Abstract
Characterization of the mechanical behavior of biological and engineered soft tissues is a central component of fundamental biomedical research and product development. Stress-strain relationships are typically obtained from mechanical testing data to enable comparative assessment among samples and in some cases identification of constitutive mechanical properties. However, errors may be introduced through the use of average strain measures, as significant heterogeneity in the strain field may result from geometrical non-uniformity of the sample and stress concentrations induced by mounting/gripping of soft tissues within the test system. When strain field heterogeneity is significant, accurate assessment of the sample mechanical response requires measurement of local strains. This study demonstrates a novel biomechanical testing protocol for calculating local surface strains using a mechanical testing device coupled with a high resolution camera and a digital image correlation technique. A series of sample surface images are acquired and then analyzed to quantify the local surface strain of a vascular tissue specimen subjected to ramped uniaxial loading. This approach can improve accuracy in experimental vascular biomechanics and has potential for broader use among other native soft tissues, engineered soft tissues, and soft hydrogel/polymeric materials. In the video, we demonstrate how to set up the system components and perform a complete experiment on native vascular tissue.
Keywords: Molecular Biology, Issue 107, Biomechanics, Vascular Tissue, Uniaxial Tensile Test, Finite Elasticity, Full Field Strain Measurement, Digital Image Correlation
Introduction
A rich history of research spanning over 50 years has been focused on quantifying the mechanical properties of vascular tissues. These studies allow us to better understand both the physiological and pathological behavior of blood vessels, provide a basis for evaluating the efficacy/compatibility of endovascular devices, and aid in the design and fabrication of engineered vascular constructs1-6. Accurate measurement of the mechanical response of soft tissues and constitutive modeling of their mechanical properties is inherently challenging due to the mechanical heterogeneity, anisotropy, and nonlinearity exhibited by most tissue types. Moreover, experimental measurements are often confounded by local complexities introduced at sample-grip interfaces in the course of mechanical testing (i.e., bending, friction, stress concentrations, tearing) and the inevitable transition of mechanical properties once tissue is excised from the living animal.
A uniaxial tensile experiment is among the simplest mechanical tests that can be performed on a specimen made of a solid material, and is often used to assess the mechanical response of vascular tissue. Results from these experiments provide useful preliminary information for both native and engineered tissue sources, and can be used to compare the effects of certain treatments, disease states, or pharmacological compounds on the mechanical behavior of the vascular wall 7-11.

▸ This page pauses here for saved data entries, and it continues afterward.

//! Mock cloud client for testing.

use async_trait::async_trait;
use std::collections::HashMap;
use std::sync::atomic::{AtomicUsize, Ordering};
use std::sync::Arc;
use tokio::sync::RwLock;

use crate::cloud::{
    CloudClient, CloudError, CloudFile, CloudTask, ResolvedDownload, TaskPhase, TransferReceipt,
    UserProfile,
};

type ErrorFactory = Box<dyn Fn() -> CloudError + Send + Sync>;

/// Mock implementation of the CloudClient trait.
///
/// Provides controllable behavior for testing:
/// - Scripted user profile, task list, and per-folder file listings
/// - One-shot and persistent scripted errors
/// - Recorded calls for assertions (task polls, file listings, downloads)
pub struct MockCloudClient {
    profile: Arc<RwLock<Option<UserProfile>>>,
    tasks: Arc<RwLock<Vec<CloudTask>>>,
    /// Folder listings keyed by parent id (`None` = root).
    files: Arc<RwLock<HashMap<Option<String>, Vec<CloudFile>>>>,
    download: Arc<RwLock<Option<ResolvedDownload>>>,
    next_error: Arc<RwLock<Option<CloudError>>>,
    persistent_error: Arc<RwLock<Option<ErrorFactory>>>,
    get_tasks_calls: AtomicUsize,
    file_listings: Arc<RwLock<Vec<Option<String>>>>,
    downloads_added: Arc<RwLock<Vec<(String, Option<String>)>>>,
}

impl Default for MockCloudClient {
    fn default() -> Self {
        Self::new()
    }
}

impl MockCloudClient {
    /// Create a new mock with an authenticated default profile.
    pub fn new() -> Self {
        Self {
            profile: Arc::new(RwLock::new(Some(UserProfile {
                username: "mock-user".to_string(),
                user_id: "mock-id".to_string(),
            }))),
            tasks: Arc::new(RwLock::new(Vec::new())),
            files: Arc::new(RwLock::new(HashMap::new())),
            download: Arc::new(RwLock::new(None)),
            next_error: Arc::new(RwLock::new(None)),
            persistent_error: Arc::new(RwLock::new(None)),
            get_tasks_calls: AtomicUsize::new(0),
            file_listings: Arc::new(RwLock::new(Vec::new())),
            downloads_added: Arc::new(RwLock::new(Vec::new())),
        }
    }

    pub async fn set_profile(&self, profile: Option<UserProfile>) {
        *self.profile.write().await = profile;
    }

    pub async fn set_tasks(&self, tasks: Vec<CloudTask>) {
        *self.tasks.write().await = tasks;
    }

    pub async fn set_files(&self, parent_id: Option<&str>, files: Vec<CloudFile>) {
        self.files
            .write()
            .await
            .insert(parent_id.map(|s| s.to_string()), files);
    }

    pub async fn set_download(&self, download: ResolvedDownload) {
        *self.download.write().await = Some(download);
    }

    /// Fail the next call with the given error (consumed on use).
    pub async fn set_next_error(&self, error: CloudError) {
        *self.next_error.write().await = Some(error);
    }

    /// Fail every call with a freshly built error until cleared.
    pub async fn set_persistent_error<F>(&self, factory: F)
    where
        F: Fn() -> CloudError + Send + Sync + 'static,
    {
        *self.persistent_error.write().await = Some(Box::new(factory));
    }

    pub async fn clear_persistent_error(&self) {
        *self.persistent_error.write().await = None;
    }

    /// Number of get_tasks calls so far.
    pub fn get_tasks_calls(&self) -> usize {
        self.get_tasks_calls.load(Ordering::SeqCst)
    }

    /// Parent ids passed to get_files, in call order.
    pub async fn recorded_file_listings(&self) -> Vec<Option<String>> {
        self.file_listings.read().await.clone()
    }

    /// (url, name) pairs passed to add_download, in call order.
    pub async fn recorded_downloads(&self) -> Vec<(String, Option<String>)> {
        self.downloads_added.read().await.clone()
    }

    async fn scripted_error(&self) -> Option<CloudError> {
        if let Some(error) = self.next_error.write().await.take() {
            return Some(error);
        }
        self.persistent_error.read().await.as_ref().map(|f| f())
    }
}

#[async_trait]
impl CloudClient for MockCloudClient {
    fn name(&self) -> &str {
        "mock"
    }

    async fn get_user(&self) -> Result<UserProfile, CloudError> {
        if let Some(error) = self.scripted_error().await {
            return Err(error);
        }
        self.profile
            .read()
            .await
            .clone()
            .ok_or_else(|| CloudError::Auth("Session expired".to_string()))
    }

    async fn add_download(
        &self,
        url: &str,
        name: Option<&str>,
    ) -> Result<TransferReceipt, CloudError> {
        if let Some(error) = self.scripted_error().await {
            return Err(error);
        }

        self.downloads_added
            .write()
            .await
            .push((url.to_string(), name.map(|s| s.to_string())));

        Ok(TransferReceipt {
            task: Some(CloudTask {
                id: format!("task-{}", self.downloads_added.read().await.len()),
                name: name.unwrap_or(url).to_string(),
                phase: TaskPhase::Running,
                progress: 0,
                file_size: None,
            }),
        })
    }

    async fn get_tasks(&self) -> Result<Vec<CloudTask>, CloudError> {
        self.get_tasks_calls.fetch_add(1, Ordering::SeqCst);
        if let Some(error) = self.scripted_error().await {
            return Err(error);
        }
        Ok(self.tasks.read().await.clone())
    }

    async fn get_files(&self, parent_id: Option<&str>) -> Result<Vec<CloudFile>, CloudError> {
        if let Some(error) = self.scripted_error().await {
            return Err(error);
        }

        self.file_listings
            .write()
            .await
            .push(parent_id.map(|s| s.to_string()));

        Ok(self
            .files
            .read()
            .await
            .get(&parent_id.map(|s| s.to_string()))
            .cloned()
            .unwrap_or_default())
    }

    async fn download_url(&self, _file_id: &str) -> Result<ResolvedDownload, CloudError> {
        if let Some(error) = self.scripted_error().await {
            return Err(error);
        }
        self.download
            .read()
            .await
            .clone()
            .ok_or_else(|| CloudError::Api {
                status: 404,
                message: "File URL not found".to_string(),
            })
    }
}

Uniaxial mechanical testing of soft tissues is typically performed on samples with relatively uniform geometries, which are most commonly dog-bone or ring shaped 7,8,12-14. However, significant departure from these idealized geometries can occur due to challenges associated with tissue dissection, isolation, and clamping within the testing system. Any non-uniformity in geometry will ultimately give rise to heterogeneous stress and strain fields when the sample is subjected to uniaxial extension, with the degree of heterogeneity dependent on actual sample shape, as well as sample size (relative to the grips) and the mechanical properties of the material 9,15,16. When field heterogeneities are significant, sample strain calculations based on the relative grip positions are inaccurate and thus an insufficient basis for assessing mechanical behavior.

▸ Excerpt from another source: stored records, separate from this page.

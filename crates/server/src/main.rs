use std::net::SocketAddr;
use std::path::PathBuf;
use std::sync::Arc;

use anyhow::{Context, Result};
use tokio::signal;
use tracing::{error, info, warn};
use tracing_subscriber::{layer::SubscriberExt, util::SubscriberInitExt};

use magnetcloud_core::{
    load_config, validate_config, CloudBackend, CloudClient, JackettSearcher, PikPakClient,
    SearchBackend, Searcher,
};

use magnetcloud_server::api::create_router;
use magnetcloud_server::state::AppState;

#[tokio::main]
async fn main() {
    if let Err(e) = run().await {
        error!("Fatal error: {}", e);
        std::process::exit(1);
    }
}

async fn run() -> Result<()> {
    // Initialize logging
    tracing_subscriber::registry()
        .with(
            tracing_subscriber::EnvFilter::try_from_default_env()
                .unwrap_or_else(|_| "info,tower_http=debug".into()),
        )
        .with(tracing_subscriber::fmt::layer())
        .init();

    // Determine config path
    let config_path = std::env::var("MAGNETCLOUD_CONFIG")
        .map(PathBuf::from)
        .unwrap_or_else(|_| PathBuf::from("config.toml"));

    // Load configuration
    info!("Loading configuration from {:?}", config_path);
    let config = load_config(&config_path)
        .with_context(|| format!("Failed to load config from {:?}", config_path))?;

    // Validate configuration
    validate_config(&config).context("Configuration validation failed")?;

    info!("Configuration loaded successfully");
    info!("Static dir: {:?}", config.static_dir);

    // Create searcher if configured
    let searcher: Option<Arc<dyn Searcher>> = match &config.search {
        Some(search_config) => match search_config.backend {
            SearchBackend::Jackett => {
                if let Some(jackett_config) = &search_config.jackett {
                    info!("Initializing Jackett searcher at {}", jackett_config.url);
                    Some(Arc::new(JackettSearcher::new(jackett_config.clone())))
                } else {
                    error!("Jackett backend selected but no jackett config provided");
                    None
                }
            }
        },
        None => {
            info!("No search backend configured");
            None
        }
    };

    // Create cloud client if configured, logging in eagerly so a credential
    // problem shows up at startup rather than on the first request.
    let cloud: Option<Arc<dyn CloudClient>> = match &config.cloud {
        Some(cloud_config) => match cloud_config.backend {
            CloudBackend::Pikpak => {
                if let Some(pikpak_config) = &cloud_config.pikpak {
                    info!("Logging into PikPak as {}", pikpak_config.username);
                    let client = PikPakClient::new(pikpak_config.clone());
                    match client.login().await {
                        Ok(()) => info!("PikPak authentication successful"),
                        Err(e) => {
                            // The client retries authentication lazily, so
                            // keep serving; cloud endpoints surface the error.
                            warn!("PikPak login failed: {}", e);
                        }
                    }
                    Some(Arc::new(client))
                } else {
                    error!("PikPak backend selected but no pikpak config provided");
                    None
                }
            }
        },
        None => {
            info!("No cloud backend configured");
            None
        }
    };

    // Create app state
    let state = Arc::new(AppState::new(config.clone(), searcher, cloud));

    // Create router
    let app = create_router(Arc::clone(&state));

    // Start server
    let addr = SocketAddr::new(config.server.host, config.server.port);
    info!("Starting server on {}", addr);

    let listener = tokio::net::TcpListener::bind(addr)
        .await
        .with_context(|| format!("Failed to bind to {}", addr))?;

    // Run server with graceful shutdown
    axum::serve(
        listener,
        app.into_make_service_with_connect_info::<SocketAddr>(),
    )
    .with_graceful_shutdown(shutdown_signal())
    .await
    .context("Server error")?;

    // Tear down the transfer monitor so no poll timer outlives the server
    info!("Server shutting down...");
    if let Some(monitor) = state.monitor() {
        monitor.stop();
    }

    Ok(())
}

/// Wait for shutdown signal (Ctrl+C or SIGTERM)
async fn shutdown_signal() {
    let ctrl_c = async {
        signal::ctrl_c()
            .await
            .expect("Failed to install Ctrl+C handler");
    };

    #[cfg(unix)]
    let terminate = async {
        signal::unix::signal(signal::unix::SignalKind::terminate())
            .expect("Failed to install SIGTERM handler")
            .recv()
            .await;
    };

    #[cfg(not(unix))]
    let terminate = std::future::pending::<()>();

    tokio::select! {
        _ = ctrl_c => {},
        _ = terminate => {},
    }
}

Video analysis systems have been widely used for strain measurements of soft tissues, often using high contrast dye markers applied to the specimen surface 17,18. Digital image correlation, an optical metrological technique which measures full-field surface strain by comparing gray level intensity values on the specimen's surface before and after deformation, has been used in conjunction with video analyses of soft tissues 19-21. There are several advantages of digital image correlation compared to interferometric methods that may be employed for measurements. First, as a non-contacting measurement technique, it minimizes the confounding effects of modifying material properties due to the way in which the measurement system affects the specimen. Second, it requires a much less stringent measurement environment and has a wider range of sensitivity and resolution than other methods. Third, endowed with the capability of capturing a full field of view, this technique can characterize both the average and the local mechanical responses. For detailed explanation of the method, readers are encouraged to see the book by Sutton 22.
To obtain strain fields on the specimen surface, a two-dimensional digital image correlation technique (2D-DIC) can be used. In short, images of the specimen are captured at unloaded and various loaded states. The first image is divided into small squares called subsets (M×M pixels) which form a mesh for subsequent calculation of 2D strain fields. The position of each square in the deformed specimen is obtained using an image matching algorithm. The motion of each square is then tracked, image-by-image, yielding displacement fields which can then be used to derive deformation gradients and strains via a variety of methods, including polynomial fitting or finite element interpolation. In the present manuscript, we provide a detailed methodology for assessment of the surface strain fields on native vascular tissues via integration of uniaxial tensile testing and 2D-DIC.
Protocol
NOTE: The procedures described below were performed as part of a protocol approved by the Institutional Animal Care and Use Committee at the University of South Carolina in Columbia, South Carolina.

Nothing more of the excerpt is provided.